Everything is configured statically - no DHCP.

$ route
Kernel IP routing table
Destination Gateway Genmask Flags Metric Ref Use Iface
localnet * 255.255.255.248 U 0 0 0 eth1
10.0.2.0 * 255.255.255.0 U 0 0 0 eth0
default adsl-xx-xx-xx- 0.0.0.0 UG 100 0 0 eth1

$ cat /etc/network/interfaces
# The loopback network interface
auto lo
iface lo inet loopback

# The primary network interface
auto eth1
iface eth1 inet static
address xx.xx.xx.67
netmask 255.255.255.248
network xx.xx.xx.64
broadcast xx.xx.xx.71
gateway xx.xx.xx.70

# The private network interface
auto eth0
iface eth0 inet static
address 10.0.2.254
netmask 255.255.255.0

So I did a test where I forced ping to use each of the different interfaces. When ping is bound to the private address it can't ping google which of course makes sense. Apt-proxy is taking a default source address to bind to which I'm guessing turns out to be the private address which of course doesn't route.

I'm guessing this is why Squid lets you specify a listening address and an outbound address.

$ ping -I xx.xx.xx.67 google.com
PING google.com (72.14.207.99) from xx.xx.xx.67 : 56(84) bytes of data.
64 bytes from eh-in-f99.google.com (72.14.207.99): icmp_seq=1 ttl=235 time=78.6 ms
64 bytes from eh-in-f99.google.com (72.14.207.99): icmp_seq=2 ttl=235 time=75.9 ms
64 bytes from eh-in-f99.google.com (72.14.207.99): icmp_seq=3 ttl=235 time=76.0 ms
64 bytes from eh-in-f99.google.com (72.14.207.99): icmp_seq=4 ttl=235 time=75.8 ms

--- google.com ping statistics ---
4 packets transmitted, 4 received, 0% packet loss, time 3000ms
rtt min/avg/max/mdev = 75.854/76.637/78.682/1.229 ms


$ ping -I 10.0.2.254 google.com
PING google.com (64.233.167.99) from 10.0.2.254 : 56(84) bytes of data.
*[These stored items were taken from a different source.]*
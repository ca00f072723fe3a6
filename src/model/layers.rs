//! Layer kinds and the dense layers a model graph is built from.

use anyhow::{bail, Result};
use candle_core::{Tensor, D};
use std::fmt;

/// Runtime kind of a graph node, used for observer selection.
#[derive(Debug, Clone, Copy, PartialEq, Eq, Hash)]
pub enum LayerKind {
    Embedding,
    Linear,
    Conv2d,
    /// Linear layer whose weights went through a quantization tool.
    QuantLinear,
    /// Conv2d layer whose kernel went through a quantization tool.
    QuantConv2d,
    Norm,
    Activation,
    Other,
}

impl LayerKind {
    /// Kinds a quantizer touches; the default observer selection.
    pub const QUANTIZABLE: [LayerKind; 4] = [
        LayerKind::Linear,
        LayerKind::Conv2d,
        LayerKind::QuantLinear,
        LayerKind::QuantConv2d,
    ];

    pub fn is_quantized(self) -> bool {
        matches!(self, LayerKind::QuantLinear | LayerKind::QuantConv2d)
    }
}

impl fmt::Display for LayerKind {
    fn fmt(&self, f: &mut fmt::Formatter<'_>) -> fmt::Result {
        let s = match self {
            Self::Embedding => "Embedding",
            Self::Linear => "Linear",
            Self::Conv2d => "Conv2d",
            Self::QuantLinear => "QuantLinear",
            Self::QuantConv2d => "QuantConv2d",
            Self::Norm => "Norm",
            Self::Activation => "Activation",
            Self::Other => "Other",
        };
        f.write_str(s)
    }
}

pub trait Layer {
    /// Kind reported to observer selection
    fn kind(&self) -> LayerKind;

    /// Evaluate the layer on one input
    fn forward(&self, xs: &Tensor) -> Result<Tensor>;
}

/// Token embedding table `[vocab, hidden]`.
#[derive(Debug, Clone)]
pub struct Embedding {
    table: Tensor,
}

impl Embedding {
    pub fn new(table: Tensor) -> Result<Self> {
        if table.rank() != 2 {
            bail!("embedding table must be 2-D, got {:?}", table.dims());
        }
        Ok(Self { table })
    }

    pub fn hidden_size(&self) -> usize {
        self.table.dims()[1]
    }

    pub fn vocab_size(&self) -> usize {
        self.table.dims()[0]
    }
}

impl Layer for Embedding {
    fn kind(&self) -> LayerKind {
        LayerKind::Embedding
    }

    fn forward(&self, ids: &Tensor) -> Result<Tensor> {
        if !ids.dtype().is_int() {
            bail!("embedding lookup expects integer ids, got {:?}", ids.dtype());
        }
        let mut out_dims = ids.dims().to_vec();
        out_dims.push(self.hidden_size());
        let flat = ids.flatten_all()?;
        Ok(self.table.index_select(&flat, 0)?.reshape(out_dims)?)
    }
}

/// Dense `y = x W^T + b` with `W: [out, in]`.
#[derive(Debug, Clone)]
pub struct Linear {
    weight: Tensor,
    bias: Option<Tensor>,
}

impl Linear {
    pub fn new(weight: Tensor, bias: Option<Tensor>) -> Result<Self> {
        if weight.rank() != 2 {
            bail!("linear weight must be 2-D, got {:?}", weight.dims());
        }
        if let Some(b) = &bias {
            if b.dims() != [weight.dims()[0]] {
                bail!(
                    "bias shape {:?} does not match {} output features",
                    b.dims(),
                    weight.dims()[0]
                );
            }
        }
        Ok(Self { weight, bias })
    }

    pub fn weight(&self) -> &Tensor {
        &self.weight
    }

    pub fn bias(&self) -> Option<&Tensor> {
        self.bias.as_ref()
    }

    pub fn in_features(&self) -> usize {
        self.weight.dims()[1]
    }

    pub fn out_features(&self) -> usize {
        self.weight.dims()[0]
    }
}

impl Layer for Linear {
    fn kind(&self) -> LayerKind {
        LayerKind::Linear
    }

    fn forward(&self, xs: &Tensor) -> Result<Tensor> {
        let w = match *xs.dims() {
            [b1, b2, _, _] => self.weight.broadcast_left((b1, b2))?.t()?,
            [b, _, _] => self.weight.broadcast_left(b)?.t()?,
            _ => self.weight.t()?,
        };
        let ys = xs.matmul(&w)?;
        match &self.bias {
            Some(b) => Ok(ys.broadcast_add(b)?),
            None => Ok(ys),
        }
    }
}

/// 2-D convolution over `[batch, c_in, h, w]`.
#[derive(Debug, Clone)]
pub struct Conv2d {
    kernel: Tensor,
    bias: Option<Tensor>,
    padding: usize,
    stride: usize,
}

impl Conv2d {
    pub fn new(kernel: Tensor, bias: Option<Tensor>, padding: usize, stride: usize) -> Result<Self> {
        if kernel.rank() != 4 {
            bail!("conv2d kernel must be 4-D, got {:?}", kernel.dims());
        }
        if stride == 0 {
            bail!("conv2d stride must be positive");
        }
        Ok(Self {
            kernel,
            bias,
            padding,
            stride,
        })
    }

    pub fn kernel(&self) -> &Tensor {
        &self.kernel
    }

    pub(crate) fn with_kernel(&self, kernel: Tensor) -> Self {
        Self {
            kernel,
            ..self.clone()
        }
    }
}

impl Layer for Conv2d {
    fn kind(&self) -> LayerKind {
        LayerKind::Conv2d
    }

    fn forward(&self, xs: &Tensor) -> Result<Tensor> {
        let ys = xs.conv2d(&self.kernel, self.padding, self.stride, 1, 1)?;
        match &self.bias {
            Some(b) => {
                let b = b.reshape((1, b.elem_count(), 1, 1))?;
                Ok(ys.broadcast_add(&b)?)
            }
            None => Ok(ys),
        }
    }
}

/// Root-mean-square normalization over the last dimension.
#[derive(Debug, Clone)]
pub struct RmsNorm {
    weight: Tensor,
    eps: f64,
}

impl RmsNorm {
    pub fn new(weight: Tensor, eps: f64) -> Self {
        Self { weight, eps }
    }
}

impl Layer for RmsNorm {
    fn kind(&self) -> LayerKind {
        LayerKind::Norm
    }

    fn forward(&self, xs: &Tensor) -> Result<Tensor> {
        let ms = xs.sqr()?.mean_keepdim(D::Minus1)?;
        let normed = xs.broadcast_div(&(ms + self.eps)?.sqrt()?)?;
        Ok(normed.broadcast_mul(&self.weight)?)
    }
}

#[derive(Debug, Clone, Copy, PartialEq, Eq)]
pub enum Activation {
    Silu,
    Relu,
    Gelu,
}

impl Layer for Activation {
    fn kind(&self) -> LayerKind {
        LayerKind::Activation
    }

    fn forward(&self, xs: &Tensor) -> Result<Tensor> {
        Ok(match self {
            Self::Silu => xs.silu()?,
            Self::Relu => xs.relu()?,
            Self::Gelu => xs.gelu()?,
        })
    }
}

#[cfg(test)]
mod tests {
    use super::*;
    use candle_core::{DType, Device};

    #[test]
    fn linear_applies_weight_and_bias() {
        let dev = Device::Cpu;
        let w = Tensor::new(&[[1f32, 0.0], [0.0, 2.0], [1.0, 1.0]], &dev).unwrap();
        let b = Tensor::new(&[0f32, 0.0, 1.0], &dev).unwrap();
        let lin = Linear::new(w, Some(b)).unwrap();
        let x = Tensor::new(&[[3f32, 4.0]], &dev).unwrap();
        let y = lin.forward(&x).unwrap();
        assert_eq!(y.to_vec2::<f32>().unwrap(), vec![vec![3.0, 8.0, 8.0]]);
        assert_eq!((lin.in_features(), lin.out_features()), (2, 3));
    }

    #[test]
    fn linear_handles_batched_sequences() {
        let dev = Device::Cpu;
        let lin = Linear::new(Tensor::ones((4, 4), DType::F32, &dev).unwrap(), None).unwrap();
        let x = Tensor::ones((2, 3, 4), DType::F32, &dev).unwrap();
        assert_eq!(lin.forward(&x).unwrap().dims(), &[2, 3, 4]);
    }

    #[test]
    fn embedding_keeps_id_shape() {
        let dev = Device::Cpu;
        let table = Tensor::arange(0f32, 12.0, &dev).unwrap().reshape((4, 3)).unwrap();
        let emb = Embedding::new(table).unwrap();
        let ids = Tensor::new(&[[2u32, 0]], &dev).unwrap();
        let out = emb.forward(&ids).unwrap();
        assert_eq!(out.dims(), &[1, 2, 3]);
        assert_eq!(
            out.to_vec3::<f32>().unwrap(),
            vec![vec![vec![6.0, 7.0, 8.0], vec![0.0, 1.0, 2.0]]]
        );
    }

    #[test]
    fn embedding_rejects_float_input() {
        let dev = Device::Cpu;
        let emb = Embedding::new(Tensor::zeros((4, 3), DType::F32, &dev).unwrap()).unwrap();
        assert!(emb.forward(&Tensor::zeros(2, DType::F32, &dev).unwrap()).is_err());
    }

    #[test]
    fn conv2d_keeps_spatial_shape_with_padding() {
        let dev = Device::Cpu;
        let k = Tensor::ones((2, 2, 3, 3), DType::F32, &dev).unwrap();
        let conv = Conv2d::new(k, None, 1, 1).unwrap();
        let x = Tensor::ones((1, 2, 5, 5), DType::F32, &dev).unwrap();
        assert_eq!(conv.forward(&x).unwrap().dims(), &[1, 2, 5, 5]);
    }

    #[test]
    fn rms_norm_unit_rows() {
        let dev = Device::Cpu;
        let norm = RmsNorm::new(Tensor::ones(2, DType::F32, &dev).unwrap(), 0.0);
        let x = Tensor::new(&[[3f32, 3.0]], &dev).unwrap();
        let y = norm.forward(&x).unwrap().to_vec2::<f32>().unwrap();
        assert!((y[0][0] - 1.0).abs() < 1e-6);
    }
}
--- google.com ping statistics ---
21 packets transmitted, 0 received, 100% packet loss, time 20012ms

* uncommented the address line and set to private subnet address = 10.0.2.254
If you comment this line again, probabmy apt-proxy will listen on all available interfaces. You could try to see if that works. If it does, at least you've pin-pointed the problem.

It may not be an acceptable solution for you to have apt-proxy also listen on your WAN connection.
The computer I used to run apt-proxy on has died so I can't check if there are any options that would be of use to specicy separate interfaces.
A workaround could be to use iptables to block http incoming on the poublic interface.

This sounds promising. I'll try this out.